== EXERCISE DESCRIPTION ==
Filter the entries below, keeping every line that has the word "know".

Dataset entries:
use std::sync::Arc;
use std::time::Duration;

use tokio::sync::mpsc;
use tracing::{info, warn};

mod bridges;
mod db;

use homie_agent::{AnthropicBackend, Backend, EngineDeliveryHandler, Lifecycle, ToolDefinition, TurnEngine};
use homie_channels::{Channel, ChannelManager, CliChannel};
use homie_core::config::HomieConfig;
use homie_extractor::MemoryExtractor;
use homie_ledger::OutboundLedger;
use homie_memory::MemoryStore;
use homie_scheduler::{HeartbeatLoop, ProactiveScheduler};
use homie_sessions::SessionStore;

use bridges::{BackendEngagementGate, BackendFastModel, MemoryTrustResolver};

#[tokio::main]
async fn main() -> anyhow::Result<()> {
    tracing_subscriber::fmt()
        .with_env_filter(
            tracing_subscriber::EnvFilter::try_from_default_env()
                .unwrap_or_else(|_| "homie_app=info,homie_agent=info".into()),
        )
        .init();

    let config_path = std::env::var("HOMIE_CONFIG").ok();
    let config = HomieConfig::load(config_path.as_deref()).unwrap_or_else(|e| {
        warn!("config load failed ({e}), using defaults");
        HomieConfig::default()
    });

    let data_dir = config.paths.data_dir.clone();
    let sessions_conn = db::open(&data_dir, "sessions.db")?;
    homie_sessions::db::init_db(&sessions_conn)?;
    let memory_conn = db::open(&data_dir, "memory.db")?;
    homie_memory::db::init_db(&memory_conn)?;
    let ledger_conn = db::open(&data_dir, "ledger.db")?;
    homie_ledger::db::init_db(&ledger_conn)?;
    let scheduler_conn = db::open(&data_dir, "scheduler.db")?;
    homie_scheduler::db::init_db(&scheduler_conn)?;

    let sessions = Arc::new(SessionStore::new(sessions_conn));
    let memory = Arc::new(MemoryStore::new(memory_conn));
    let ledger = Arc::new(OutboundLedger::new(ledger_conn));
    let scheduler = Arc::new(ProactiveScheduler::new(scheduler_conn));

    let api_key = std::env::var("ANTHROPIC_API_KEY").unwrap_or_default();
    let backend: Arc<dyn Backend> = Arc::new(AnthropicBackend::new(
        api_key,
        config.model.models.default.clone(),
        config.model.models.fast.clone(),
        None,
    ));

    let extractor = Arc::new(MemoryExtractor::new(
        memory.clone(),
        scheduler.clone(),
        Arc::new(BackendFastModel::new(backend.clone())),
    ));

    let engagement_gate = Arc::new(BackendEngagementGate::new(backend.clone()));
    let tool_catalog: Vec<ToolDefinition> = Vec::new();

    let engine = Arc::new(TurnEngine::new(
        sessions.clone(),
        memory.clone(),
        ledger.clone(),
        scheduler.clone(),
        extractor,
        backend,
        Some(engagement_gate),
        tool_catalog,
        config.clone(),
    ));

    let lifecycle = Arc::new(Lifecycle::new());

    let mut channels = ChannelManager::new();
    let (inbound_tx, mut inbound_rx) = mpsc::channel(256);
    let cli_channel = CliChannel::new("local", inbound_tx);
    let cli_chat_id = cli_channel.chat_id();
    channels.register(Box::new(cli_channel));
    channels.connect_all().await;
    let channels = Arc::new(tokio::sync::Mutex::new(channels));

    let turn_engine_for_inbound = engine.clone();
    let channels_for_inbound = channels.clone();
    lifecycle.spawn_loop(move |token| async move {
        loop {
            tokio::select! {
                msg = inbound_rx.recv() => {
                    let Some(msg) = msg else { break };
                    let engine = turn_engine_for_inbound.clone();
                    let channels = channels_for_inbound.clone();
                    let turn_token = token.clone();
                    tokio::spawn(async move {
                        let chat_id = msg.chat_id.clone();
                        let action = engine.handle_incoming_message(msg, turn_token).await;
                        let channels = channels.lock().await;
                        if let Some(channel) = channels.get("cli") {
                            if let Err(e) = channel.send(chat_id.as_str(), &action).await {
                                warn!(error = %e, "failed to deliver reply");
                            }
                        }
                    });
                }
                _ = token.cancelled() => break,
            }
        }
    });

    let channels_for_delivery = channels.clone();
    let delivery = EngineDeliveryHandler::new(engine.clone(), move |chat_id, action| {
        // `DeliveryHandler::deliver` is async, but the sink it hands us is a
        // plain `Fn`; a channel send is fire-and-forget from the scheduler's
        // point of view (it only needs to know the turn engine produced
        // something worth sending), so we spawn it rather than block this
        // thread on the async send.
        let chat_id = chat_id.to_string();
        let channels = channels_for_delivery.clone();
        tokio::spawn(async move {
            let channels = channels.lock().await;
            if let Some(channel) = channels.get("cli") {
                if let Err(e) = channel.send(&chat_id, &action).await {
                    warn!(error = %e, "failed to deliver proactive message");
                }
            }
        });
        homie_scheduler::DeliverOutcome::Delivered
    });

    let heartbeat = Arc::new(HeartbeatLoop::new(
        scheduler.clone(),
        ledger.clone(),
        Arc::new(MemoryTrustResolver::new(memory.clone())),
        Arc::new(delivery),
        config.proactive.clone(),
    ));
    let heartbeat_interval = Duration::from_millis(config.proactive.heartbeat_interval_ms);
    lifecycle.spawn_loop(move |token| async move {
        let mut interval = tokio::time::interval(heartbeat_interval);
        loop {
            tokio::select! {
                _ = interval.tick() => {
                    let now_ms = chrono::Utc::now().timestamp_millis();
                    let sleep_active = false;
                    if let Err(e) = heartbeat.tick(now_ms, sleep_active).await {
                        warn!(error = %e, "heartbeat tick error");
                    }
                }
                _ = token.cancelled() => break,
            }
        }
    });

    info!(chat_id = %cli_chat_id, "homie is running; type into stdin to chat");

    tokio::signal::ctrl_c().await?;
    info!("shutdown signal received");
    lifecycle.shutdown_with_default_timeout(&engine).await;
    channels.lock().await.disconnect_all().await;

    Ok(())
}
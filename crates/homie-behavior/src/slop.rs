use regex::Regex;
use std::sync::OnceLock;

#[derive(Debug, Clone, Default)]
pub struct SlopCheck {
    pub is_slop: bool,
    pub violations: Vec<String>,
}

const ASSISTANTY_PHRASES: &[&str] = &[
    "i'd be happy to",
    "i'd be happy to help",
    "as an ai",
    "i am an ai",
    "certainly!",
    "of course!",
    "i hope this helps",
    "let me know if you have any other questions",
    "is there anything else",
];

fn emoji_pattern() -> &'static Regex {
    static PATTERN: OnceLock<Regex> = OnceLock::new();
    PATTERN.get_or_init(|| {
        Regex::new(concat!(
            "[",
            "\u{1F300}-\u{1FAFF}",
            "\u{2600}-\u{27BF}",
            "]"
        ))
        .unwrap()
    })
}

/// Flags assistant-y phrasing, em-dash overuse, stray emoji in prose, and
/// length caps. Mirrors `postDraftSlopCheck`.
pub fn post_draft_slop_check(draft_text: &str, is_group: bool, group_max_chars: usize, dm_max_chars: usize) -> SlopCheck {
    let mut violations = Vec::new();
    let lower = draft_text.to_lowercase();

    for phrase in ASSISTANTY_PHRASES {
        if lower.contains(phrase) {
            violations.push(format!("assistant_phrasing:{phrase}"));
        }
    }

    let dash_count = draft_text.matches("--").count() + draft_text.matches('\u{2014}').count();
    if dash_count >= 3 {
        violations.push("em_dash_overuse".to_string());
    }

    if emoji_pattern().is_match(draft_text) {
        violations.push("emoji_in_prose".to_string());
    }

    let max_chars = if is_group { group_max_chars } else { dm_max_chars };
    if draft_text.chars().count() > max_chars {
        violations.push("excessive_length".to_string());
    }

    SlopCheck {
        is_slop: !violations.is_empty(),
        violations,
    }
}

/// Collapses runs of consecutive newlines to a single space, applied to
/// outgoing group text before it leaves the engine.
pub fn collapse_newlines_for_group(text: &str) -> String {
    static PATTERN: OnceLock<Regex> = OnceLock::new();
    let re = PATTERN.get_or_init(|| Regex::new(r"\n{2,}").unwrap());
    re.replace_all(text, " ").into_owned()
}

#[cfg(test)]
mod tests {
    use super::*;

    #[test]
    fn flags_assistant_phrasing() {
        let check = post_draft_slop_check("I'd be happy to help with that!", false, 400, 800);
        assert!(check.is_slop);
        assert!(check.violations.iter().any(|v| v.starts_with("assistant_phrasing")));
    }

    #[test]
    fn flags_em_dash_overuse() {
        let check = post_draft_slop_check("well -- sure -- i guess -- yeah", false, 400, 800);
        assert!(check.violations.contains(&"em_dash_overuse".to_string()));
    }

    #[test]
    fn flags_excessive_length_relative_to_scope() {
        let text = "a".repeat(500);
        let group_check = post_draft_slop_check(&text, true, 400, 800);
        let dm_check = post_draft_slop_check(&text, false, 400, 800);
        assert!(group_check.violations.contains(&"excessive_length".to_string()));
        assert!(!dm_check.violations.contains(&"excessive_length".to_string()));
    }

    #[test]
    fn clean_text_is_not_slop() {
        let check = post_draft_slop_check("yo what's up", false, 400, 800);
        assert!(!check.is_slop);
    }

    #[test]
    fn collapses_blank_lines_for_group_output() {
        let collapsed = collapse_newlines_for_group("line one\n\n\nline two");
        assert_eq!(collapsed, "line one line two");
    }
}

== EXERCISE SOLUTION ==
        // point of view (it only needs to know the turn engine produced
    "let me know if you have any other questions",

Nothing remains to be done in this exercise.